Je rends visite à mon père, dans sa maison de retraite, tous les deux jours environ.
Hier, puisqu'il faisait beau, il était installé dehors, sous les platanes taillés vifs et qui n'avaient pas encore fait leurs ramures qui ombrent cet espace l'été. Il était en compagnie de Madame L., en chaise puisqu'elle perd l'équilibre et tombe sans cesse, plongée dans ses sempiternels mots fléchés. Petite conversation. Virent se joindre à nous Madame R. qui rentrait de sa promenade à la terrasse face à l'ouest, d'où l'on contemple si bien l'océan et ses fabuleux couchers de soleil, et un monsieur en visite qui vient voir sa femme deux fois par jour, laquelle, semi comateuse, est alitée en permanence et a une fin de vie de légume.
Mon père 91 ans, bientôt 92, madame L. vers les 85 ans, madame R. 90 ans et le monsieur dans les 87ans....
Si je sais que madame R a 90 ans, c'est qu'elle l'a dit: "née à Noël 1921". Dans leurs conversations, les anciens finissent toujours par dire l'âge qu'ils ont: c'est en quelque sorte leur titre de gloire, une fierté, le signe évident qu'ils ont su sur-vivre. Ils en veulent de la reconnaissance et du respect et ils forment une sorte d'aristocratie à l'âge dans la maison de retraite. Mon père, plus vieux qu'elle, l'a tout aussitôt fait savoir.

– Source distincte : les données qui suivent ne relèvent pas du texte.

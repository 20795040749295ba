use anyhow::Result;
use encore_core::schema::Database;
use encore_engine::Config;

pub fn show_stats(db: &Database, config: &Config) -> Result<()> {
    println!("\n📊 Encore Stats\n");
    println!("  Database:        {}", config.database_path.display());
    println!("  Users:           {}", db.count_users()?);
    println!("  Songs:           {}", db.count_songs()?);
    println!("  Favorites:       {}", db.count_favorites()?);
    println!("  Snapshot passes: {}", db.count_snapshot_passes()?);

    if db.count_songs()? == 0 {
        println!("\n  Run `encore import <FILE>` to load songs");
    }

    Ok(())
}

Ils embellissent aussi totalement le réel. Mon père, par exemple, raconte que j'ai un immeuble à B., ce que je me sens obligé de rectifier quand je l'entends, la réalité étant beaucoup, beaucoup plus modeste. De même, nous a confié hier Madame R, son mari dans sa jeunesse à Chamonix, fut compagnon de cordée de, de, de, de,..., "mais oui, celui qui a vaincu l'Anapurna", dont le nom ne m'est pas revenu, non plus, sur le coup, mais je l'avais sur le bout de la langue. ( Maurice Herzog ). Faut-il croire cela?
Il n'en demeure pas moins que j'avais connu le mari de Madame R. et madame R. elle-même quand j'étais un jeune garçon de huit ans. C'est même lui qui m'a appris à nager. Mes souvenirs revinrent à la surface. Madame R était une femme pulpeuse aux seins généreux qui passait l'été à surveiller le club des " Canards et Dauphins", à prendre les inscriptions et à gérer sa petite affaire, à l'ombre dans une tente orange située à l'extrémité de la rangée de tentes carrées en toile basque que louaient mon grand oncle et sa femme sur la plage située un peu plus loin en contrebas. Peut-être surveillait elle aussi son mari souvent entouré d'une nuée de belles filles, moniteur du club que son père déjà âgé, qui s'occupait alors des tout petits, avait créé avant guerre. ...
Une vie quasi familiale sur cette plage. Quelques belles fortunes y avaient à l'époque leurs habitudes . Ma grand tante vendait des glaces et des boissons et passait tout l'été face à la mer. Elle avait ses fidèles: "Je vous mets comme l'an dernier à côté des B... qui vont arriver dans une semaine?". Elle voyait pousser les enfants, sujet inépuisable de conversations et de confidences, les jeunes adolescents venant souvent s'épancher et parler de leurs petits malheurs.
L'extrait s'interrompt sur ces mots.